SCALE: New Inference Strategy Improves Vision-Language-Action Models for Robotic Control
Researchers have proposed SCALE, an inference-time method that adaptively modulates both visual perception and action in Vision-Language-Action (VLA) robotic models based on self-estimated uncertainty. Unlike existing test-time scaling approaches, SCALE requires no additional training, no verifier, and only a single forward pass. The method, accepted as an ICML 2026 Spotlight, addresses a key gap in deploying robust robotic control systems under perceptual ambiguity.
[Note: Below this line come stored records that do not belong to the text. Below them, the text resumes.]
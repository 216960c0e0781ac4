//! The tax split itself.

use rust_decimal::Decimal;
use serde::{Deserialize, Serialize};
use thiserror::Error;

use gstflow_core::{GstRate, NormalizedRecord, StateCode, round_money};

use crate::supply::SupplyRule;

#[derive(Debug, Error, Clone, PartialEq, Eq)]
pub enum TaxError {
    #[error("gst rate {0} is not an allowed slab")]
    RateInvalid(Decimal),

    #[error("gst rate is missing")]
    MissingRate,

    #[error("taxable value is missing")]
    MissingTaxableValue,

    #[error("destination state is missing")]
    MissingState,

    #[error("state '{0}' cannot be classified")]
    UnclassifiedState(String),

    #[error("home state cannot be derived from gstin {0}")]
    UnknownHomeState(String),
}

/// CGST/SGST/IGST split for one record.
///
/// Invariant: either both central/state legs carry the tax and IGST is zero, or
/// IGST carries it and both other legs are zero.
#[derive(Debug, Clone, PartialEq, Eq, Serialize, Deserialize)]
pub struct TaxComputation {
    pub taxable_value: Decimal,
    pub shipping_value: Decimal,
    pub gst_rate: GstRate,
    pub cgst: Decimal,
    pub sgst: Decimal,
    pub igst: Decimal,
    pub is_interstate: bool,
}

impl TaxComputation {
    pub fn total_tax(&self) -> Decimal {
        self.cgst + self.sgst + self.igst
    }

    pub fn total_amount(&self) -> Decimal {
        self.taxable_value + self.shipping_value + self.total_tax()
    }

    /// Amount the rate applies to (goods plus shipping).
    pub fn tax_base(&self) -> Decimal {
        self.taxable_value + self.shipping_value
    }

    /// True when the legs satisfy the intra/interstate exclusivity rule.
    pub fn legs_consistent(&self) -> bool {
        if self.is_interstate {
            self.cgst.is_zero() && self.sgst.is_zero()
        } else {
            self.igst.is_zero() && self.cgst == self.sgst
        }
    }
}

/// Stateless GST calculator.
#[derive(Debug, Clone, Copy, Default)]
pub struct TaxEngine;

impl TaxEngine {
    pub fn new() -> Self {
        Self
    }

    /// Split tax on `taxable_value` between origin and destination.
    pub fn compute(
        &self,
        taxable_value: Decimal,
        gst_rate: Decimal,
        home_state: &StateCode,
        destination_state: &StateCode,
    ) -> Result<TaxComputation, TaxError> {
        let rate = GstRate::try_new(gst_rate).map_err(|_| TaxError::RateInvalid(gst_rate))?;
        Ok(self.split(taxable_value, Decimal::ZERO, rate, home_state != destination_state))
    }

    /// Compute the split for a record, applying its channel's supply rule.
    pub fn compute_record(&self, record: &NormalizedRecord) -> Result<TaxComputation, TaxError> {
        let raw_rate = record.gst_rate.ok_or(TaxError::MissingRate)?;
        let rate = GstRate::try_new(raw_rate).map_err(|_| TaxError::RateInvalid(raw_rate))?;
        let taxable = record.taxable_value.ok_or(TaxError::MissingTaxableValue)?;
        let home = record
            .gstin
            .home_state()
            .ok_or_else(|| TaxError::UnknownHomeState(record.gstin.to_string()))?;
        let destination = classify(record.state_code.as_deref())?;

        let rule = SupplyRule::for_channel(record.channel);
        let origin = match (rule, record.seller_state.as_deref()) {
            (SupplyRule::SellerOrigin, Some(seller)) => classify(Some(seller))?,
            _ => home,
        };
        let interstate = match rule {
            SupplyRule::StockTransfer => true,
            _ => origin != destination,
        };
        let taxable = rule.adjusted_taxable(taxable, record.quantity, record.returned_qty);

        Ok(self.split(taxable, record.shipping_value, rate, interstate))
    }

    fn split(
        &self,
        taxable_value: Decimal,
        shipping_value: Decimal,
        rate: GstRate,
        is_interstate: bool,
    ) -> TaxComputation {
        let base = taxable_value + shipping_value;
        let (cgst, sgst, igst) = if is_interstate {
            (Decimal::ZERO, Decimal::ZERO, round_money(base * rate.value()))
        } else {
            let half = round_money(base * rate.value() / Decimal::TWO);
            (half, half, Decimal::ZERO)
        };

        TaxComputation {
            taxable_value,
            shipping_value,
            gst_rate: rate,
            cgst,
            sgst,
            igst,
            is_interstate,
        }
    }
}

fn classify(raw: Option<&str>) -> Result<StateCode, TaxError> {
    let raw = raw.filter(|s| !s.trim().is_empty()).ok_or(TaxError::MissingState)?;
    StateCode::classify(raw).ok_or_else(|| TaxError::UnclassifiedState(raw.to_string()))
}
Vision-Language-Action (VLA) models are an emerging approach to general-purpose robotic control, but improving their reliability at inference time has typically required costly additions such as extra training, external verifiers, or multiple forward passes. SCALE (Self-uncertainty Conditioned Adaptive Looking and Execution) addresses these limitations by using a model's own uncertainty estimates to jointly adjust both how it perceives a scene and what action it takes—without any of those overhead requirements. The approach is inspired by Active Inference theory, which frames intelligent behavior as uncertainty-driven exploration versus exploitation. Under high uncertainty, SCALE broadens its perceptual and action search; under low uncertainty, it focuses on confident, targeted execution. Experiments on both simulated and real-world robotic benchmarks show SCALE improves upon state-of-the-art VLAs and outperforms existing test-time scaling methods while preserving single-pass efficiency. The paper was accepted as a Spotlight at ICML 2026, indicating strong peer recognition. The work highlights that reconsidering visual representation—not just action decoding—is critical when a robot faces perceptual ambiguity.
What's missing
The abstract does not specify which VLA base models were tested, the scale of real-world experiments, or how SCALE's self-uncertainty estimates are calibrated and whether they can fail silently. It is also unclear how performance degrades as task complexity or environmental novelty increases beyond the tested benchmarks.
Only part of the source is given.